■ **DATA TO EXAMINE**:
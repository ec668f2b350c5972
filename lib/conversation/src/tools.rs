//! Built-in front-desk tools.

use crate::error::ToolError;
use crate::record::{FeedbackRecord, LeadRecord};
use crate::recorder::Recorder;
use crate::tool::{
    ParameterProperty, ParametersSchema, Tool, ToolDefinition, ToolRegistry, decode_arguments,
};
use async_trait::async_trait;
use serde::Deserialize;
use std::sync::Arc;

/// Name of the lead-capture tool.
pub const RECORD_CUSTOMER_INTEREST: &str = "record_customer_interest";

/// Name of the unanswered-question tool.
pub const RECORD_FEEDBACK: &str = "record_feedback";

/// Acknowledgment returned after recording feedback.
pub const FEEDBACK_ACK: &str = "Thank you for your question. I've recorded it and our team will review it to improve our service.";

/// Formats the acknowledgment returned after recording a lead.
#[must_use]
pub fn customer_interest_ack(name: Option<&str>, email: Option<&str>) -> String {
    let name = name.unwrap_or("there");
    let email = email.unwrap_or("the email you provided");
    format!("Thank you, {name}! Your interest has been recorded. We'll contact you at {email} soon.")
}

#[derive(Debug, Deserialize)]
struct CustomerInterestArgs {
    #[serde(default)]
    email: Option<String>,
    #[serde(default)]
    name: Option<String>,
    #[serde(default)]
    message: Option<String>,
}

/// Records a prospective customer's contact details.
pub struct RecordCustomerInterest {
    definition: ToolDefinition,
    leads: Arc<dyn Recorder<LeadRecord>>,
}

impl RecordCustomerInterest {
    /// Creates the tool over a lead recorder.
    #[must_use]
    pub fn new(leads: Arc<dyn Recorder<LeadRecord>>, business_name: &str) -> Self {
        let definition = ToolDefinition::new(
            RECORD_CUSTOMER_INTEREST,
            format!(
                "Record a customer's contact information and interest in {business_name} services. \
                 Use this when a customer wants to sign up, get more information, or schedule a session."
            ),
        )
        .with_parameters(
            ParametersSchema::object()
                .with_required("email", ParameterProperty::string("The customer's email address"))
                .with_required("name", ParameterProperty::string("The customer's full name"))
                .with_required(
                    "message",
                    ParameterProperty::string(
                        "Additional notes about what the customer is interested in or their specific needs",
                    ),
                ),
        );

        Self { definition, leads }
    }
}

#[async_trait]
impl Tool for RecordCustomerInterest {
    fn definition(&self) -> &ToolDefinition {
        &self.definition
    }

    async fn execute(&self, arguments: &str) -> Result<String, ToolError> {
        let args: CustomerInterestArgs = decode_arguments(&self.definition.name, arguments)?;
        let ack = customer_interest_ack(args.name.as_deref(), args.email.as_deref());

        self.leads
            .append(LeadRecord::new(args.name, args.email, args.message))
            .await;

        Ok(ack)
    }
}

#[derive(Debug, Deserialize)]
struct FeedbackArgs {
    #[serde(default)]
    question: Option<String>,
}

/// Records a question the agent could not answer.
pub struct RecordFeedback {
    definition: ToolDefinition,
    feedback: Arc<dyn Recorder<FeedbackRecord>>,
}

impl RecordFeedback {
    /// Creates the tool over a feedback recorder.
    #[must_use]
    pub fn new(feedback: Arc<dyn Recorder<FeedbackRecord>>) -> Self {
        let definition = ToolDefinition::new(
            RECORD_FEEDBACK,
            "Record questions that you cannot answer or customer feedback for future improvement. \
             Use this when you don't have enough information to answer a customer's question.",
        )
        .with_parameters(ParametersSchema::object().with_required(
            "question",
            ParameterProperty::string("The unanswered question or feedback from the customer"),
        ));

        Self {
            definition,
            feedback,
        }
    }
}

#[async_trait]
impl Tool for RecordFeedback {
    fn definition(&self) -> &ToolDefinition {
        &self.definition
    }

    async fn execute(&self, arguments: &str) -> Result<String, ToolError> {
        let args: FeedbackArgs = decode_arguments(&self.definition.name, arguments)?;
        self.feedback.append(FeedbackRecord::new(args.question)).await;
        Ok(FEEDBACK_ACK.to_string())
    }
}

impl ToolRegistry {
    /// Builds the registry holding the two front-desk tools.
    #[must_use]
    pub fn builtin(
        leads: Arc<dyn Recorder<LeadRecord>>,
        feedback: Arc<dyn Recorder<FeedbackRecord>>,
        business_name: &str,
    ) -> Self {
        let mut registry = Self::new();
        registry.register(Arc::new(RecordCustomerInterest::new(leads, business_name)));
        registry.register(Arc::new(RecordFeedback::new(feedback)));
        registry
    }
}

#[cfg(test)]
mod tests {
    use super::*;
    use crate::message::ToolCall;
    use crate::recorder::JsonFileRecorder;

    fn registry() -> (
        ToolRegistry,
        Arc<JsonFileRecorder<LeadRecord>>,
        Arc<JsonFileRecorder<FeedbackRecord>>,
    ) {
        let leads = Arc::new(JsonFileRecorder::in_memory());
        let feedback = Arc::new(JsonFileRecorder::in_memory());
        let registry = ToolRegistry::builtin(leads.clone(), feedback.clone(), "TutorBee");
        (registry, leads, feedback)
    }

    #[test]
    fn builtin_declares_both_tools() {
        let (registry, _, _) = registry();

        let names: Vec<_> = registry.definitions().map(|d| d.name.as_str()).collect();
        assert_eq!(names, vec![RECORD_CUSTOMER_INTEREST, RECORD_FEEDBACK]);

        let lead = registry.get(RECORD_CUSTOMER_INTEREST).expect("registered");
        assert!(lead.definition().description.contains("TutorBee services"));
        assert_eq!(
            lead.definition().parameters.required,
            vec!["email", "name", "message"]
        );
    }

    #[tokio::test]
    async fn record_customer_interest_appends_lead() {
        let (registry, leads, feedback) = registry();

        let output = registry
            .execute(&ToolCall::new(
                "call_1",
                RECORD_CUSTOMER_INTEREST,
                r#"{"email":"a@b.com","name":"Ana","message":"math help"}"#,
            ))
            .await;

        assert_eq!(
            output,
            "Thank you, Ana! Your interest has been recorded. We'll contact you at a@b.com soon."
        );
        let records = leads.list().await;
        assert_eq!(records.len(), 1);
        assert_eq!(records[0].name.as_deref(), Some("Ana"));
        assert_eq!(records[0].email.as_deref(), Some("a@b.com"));
        assert_eq!(records[0].message.as_deref(), Some("math help"));
        assert_eq!(feedback.len().await, 0);
    }

    #[tokio::test]
    async fn missing_lead_fields_are_recorded_as_none() {
        let (registry, leads, _) = registry();

        let output = registry
            .execute(&ToolCall::new("call_1", RECORD_CUSTOMER_INTEREST, r#"{"name":"Ben"}"#))
            .await;

        assert_eq!(
            output,
            "Thank you, Ben! Your interest has been recorded. We'll contact you at the email you provided soon."
        );
        let records = leads.list().await;
        assert_eq!(records.len(), 1);
        assert!(records[0].email.is_none());
        assert!(records[0].message.is_none());
    }

    #[tokio::test]
    async fn record_feedback_appends_question() {
        let (registry, _, feedback) = registry();

        let output = registry
            .execute(&ToolCall::new(
                "call_1",
                RECORD_FEEDBACK,
                r#"{"question":"What is the refund policy?"}"#,
            ))
            .await;

        assert_eq!(output, FEEDBACK_ACK);
        let records = feedback.list().await;
        assert_eq!(records.len(), 1);
        assert_eq!(
            records[0].question.as_deref(),
            Some("What is the refund policy?")
        );
    }

    #[tokio::test]
    async fn malformed_arguments_record_nothing() {
        let (registry, _, feedback) = registry();

        let output = registry
            .execute(&ToolCall::new("call_1", RECORD_FEEDBACK, r#""just a string""#))
            .await;

        assert!(output.starts_with("Invalid arguments for tool 'record_feedback'"));
        assert_eq!(feedback.len().await, 0);
    }

    #[test]
    fn ack_defaults() {
        assert_eq!(
            customer_interest_ack(None, None),
            "Thank you, there! Your interest has been recorded. We'll contact you at the email you provided soon."
        );
    }
}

■ **EXERCISE**: The answer must be the full listing, returned exactly as given.

■ **RESPONSE TO THIS EXERCISE**:
repository ec668f2b350c5972
filename lib/conversation/src/tools.rs
//! Built-in front-desk tools.

use crate::error::ToolError;
use crate::record::{FeedbackRecord, LeadRecord};
use crate::recorder::Recorder;
use crate::tool::{
    ParameterProperty, ParametersSchema, Tool, ToolDefinition, ToolRegistry, decode_arguments,
};
use async_trait::async_trait;
use serde::Deserialize;
use std::sync::Arc;

/// Name of the lead-capture tool.
pub const RECORD_CUSTOMER_INTEREST: &str = "record_customer_interest";

/// Name of the unanswered-question tool.
pub const RECORD_FEEDBACK: &str = "record_feedback";

/// Acknowledgment returned after recording feedback.
pub const FEEDBACK_ACK: &str = "Thank you for your question. I've recorded it and our team will review it to improve our service.";

/// Formats the acknowledgment returned after recording a lead.
#[must_use]
pub fn customer_interest_ack(name: Option<&str>, email: Option<&str>) -> String {
    let name = name.unwrap_or("there");
    let email = email.unwrap_or("the email you provided");
    format!("Thank you, {name}! Your interest has been recorded. We'll contact you at {email} soon.")
}

#[derive(Debug, Deserialize)]
struct CustomerInterestArgs {
    #[serde(default)]
    email: Option<String>,
    #[serde(default)]
    name: Option<String>,
    #[serde(default)]
    message: Option<String>,
}

/// Records a prospective customer's contact details.
pub struct RecordCustomerInterest {
    definition: ToolDefinition,
    leads: Arc<dyn Recorder<LeadRecord>>,
}

impl RecordCustomerInterest {
    /// Creates the tool over a lead recorder.
    #[must_use]
    pub fn new(leads: Arc<dyn Recorder<LeadRecord>>, business_name: &str) -> Self {
        let definition = ToolDefinition::new(
            RECORD_CUSTOMER_INTEREST,
            format!(
                "Record a customer's contact information and interest in {business_name} services. \
                 Use this when a customer wants to sign up, get more information, or schedule a session."
            ),
        )
        .with_parameters(
            ParametersSchema::object()
                .with_required("email", ParameterProperty::string("The customer's email address"))
                .with_required("name", ParameterProperty::string("The customer's full name"))
                .with_required(
                    "message",
                    ParameterProperty::string(
                        "Additional notes about what the customer is interested in or their specific needs",
                    ),
                ),
        );

        Self { definition, leads }
    }
}

#[async_trait]
impl Tool for RecordCustomerInterest {
    fn definition(&self) -> &ToolDefinition {
        &self.definition
    }

    async fn execute(&self, arguments: &str) -> Result<String, ToolError> {
        let args: CustomerInterestArgs = decode_arguments(&self.definition.name, arguments)?;
        let ack = customer_interest_ack(args.name.as_deref(), args.email.as_deref());

        self.leads
            .append(LeadRecord::new(args.name, args.email, args.message))
            .await;

        Ok(ack)
    }
}

#[derive(Debug, Deserialize)]
struct FeedbackArgs {
    #[serde(default)]
    question: Option<String>,
}

/// Records a question the agent could not answer.
pub struct RecordFeedback {
    definition: ToolDefinition,
    feedback: Arc<dyn Recorder<FeedbackRecord>>,
}

impl RecordFeedback {
    /// Creates the tool over a feedback recorder.
    #[must_use]
    pub fn new(feedback: Arc<dyn Recorder<FeedbackRecord>>) -> Self {
        let definition = ToolDefinition::new(
            RECORD_FEEDBACK,
            "Record questions that you cannot answer or customer feedback for future improvement. \
             Use this when you don't have enough information to answer a customer's question.",
        )
        .with_parameters(ParametersSchema::object().with_required(
            "question",
            ParameterProperty::string("The unanswered question or feedback from the customer"),
        ));

        Self {
            definition,
            feedback,
        }
    }
}

#[async_trait]
impl Tool for RecordFeedback {
    fn definition(&self) -> &ToolDefinition {
        &self.definition
    }

    async fn execute(&self, arguments: &str) -> Result<String, ToolError> {
        let args: FeedbackArgs = decode_arguments(&self.definition.name, arguments)?;
        self.feedback.append(FeedbackRecord::new(args.question)).await;
        Ok(FEEDBACK_ACK.to_string())
    }
}

impl ToolRegistry {
    /// Builds the registry holding the two front-desk tools.
    #[must_use]
    pub fn builtin(
        leads: Arc<dyn Recorder<LeadRecord>>,
        feedback: Arc<dyn Recorder<FeedbackRecord>>,
        business_name: &str,
    ) -> Self {
        let mut registry = Self::new();
        registry.register(Arc::new(RecordCustomerInterest::new(leads, business_name)));
        registry.register(Arc::new(RecordFeedback::new(feedback)));
        registry
    }
}

#[cfg(test)]
mod tests {
    use super::*;
    use crate::message::ToolCall;
    use crate::recorder::JsonFileRecorder;

    fn registry() -> (
        ToolRegistry,
        Arc<JsonFileRecorder<LeadRecord>>,
        Arc<JsonFileRecorder<FeedbackRecord>>,
    ) {
        let leads = Arc::new(JsonFileRecorder::in_memory());
        let feedback = Arc::new(JsonFileRecorder::in_memory());
        let registry = ToolRegistry::builtin(leads.clone(), feedback.clone(), "TutorBee");
        (registry, leads, feedback)
    }

    #[test]
    fn builtin_declares_both_tools() {
        let (registry, _, _) = registry();

        let names: Vec<_> = registry.definitions().map(|d| d.name.as_str()).collect();
        assert_eq!(names, vec![RECORD_CUSTOMER_INTEREST, RECORD_FEEDBACK]);

        let lead = registry.get(RECORD_CUSTOMER_INTEREST).expect("registered");
        assert!(lead.definition().description.contains("TutorBee services"));
        assert_eq!(
            lead.definition().parameters.required,
            vec!["email", "name", "message"]
        );
    }

    #[tokio::test]
    async fn record_customer_interest_appends_lead() {
        let (registry, leads, feedback) = registry();

        let output = registry
            .execute(&ToolCall::new(
                "call_1",
                RECORD_CUSTOMER_INTEREST,
                r#"{"email":"a@b.com","name":"Ana","message":"math help"}"#,
            ))
            .await;

        assert_eq!(
            output,
            "Thank you, Ana! Your interest has been recorded. We'll contact you at a@b.com soon."
        );
        let records = leads.list().await;
        assert_eq!(records.len(), 1);
        assert_eq!(records[0].name.as_deref(), Some("Ana"));
        assert_eq!(records[0].email.as_deref(), Some("a@b.com"));
        assert_eq!(records[0].message.as_deref(), Some("math help"));
        assert_eq!(feedback.len().await, 0);
    }

    #[tokio::test]
    async fn missing_lead_fields_are_recorded_as_none() {
        let (registry, leads, _) = registry();

        let output = registry
            .execute(&ToolCall::new("call_1", RECORD_CUSTOMER_INTEREST, r#"{"name":"Ben"}"#))
            .await;

        assert_eq!(
            output,
            "Thank you, Ben! Your interest has been recorded. We'll contact you at the email you provided soon."
        );
        let records = leads.list().await;
        assert_eq!(records.len(), 1);
        assert!(records[0].email.is_none());
        assert!(records[0].message.is_none());
    }

    #[tokio::test]
    async fn record_feedback_appends_question() {
        let (registry, _, feedback) = registry();

        let output = registry
            .execute(&ToolCall::new(
                "call_1",
                RECORD_FEEDBACK,
                r#"{"question":"What is the refund policy?"}"#,
            ))
            .await;

        assert_eq!(output, FEEDBACK_ACK);
        let records = feedback.list().await;
        assert_eq!(records.len(), 1);
        assert_eq!(
            records[0].question.as_deref(),
            Some("What is the refund policy?")
        );
    }

    #[tokio::test]
    async fn malformed_arguments_record_nothing() {
        let (registry, _, feedback) = registry();

        let output = registry
            .execute(&ToolCall::new("call_1", RECORD_FEEDBACK, r#""just a string""#))
            .await;

        assert!(output.starts_with("Invalid arguments for tool 'record_feedback'"));
        assert_eq!(feedback.len().await, 0);
    }

    #[test]
    fn ack_defaults() {
        assert_eq!(
            customer_interest_ack(None, None),
            "Thank you, there! Your interest has been recorded. We'll contact you at the email you provided soon."
        );
    }
}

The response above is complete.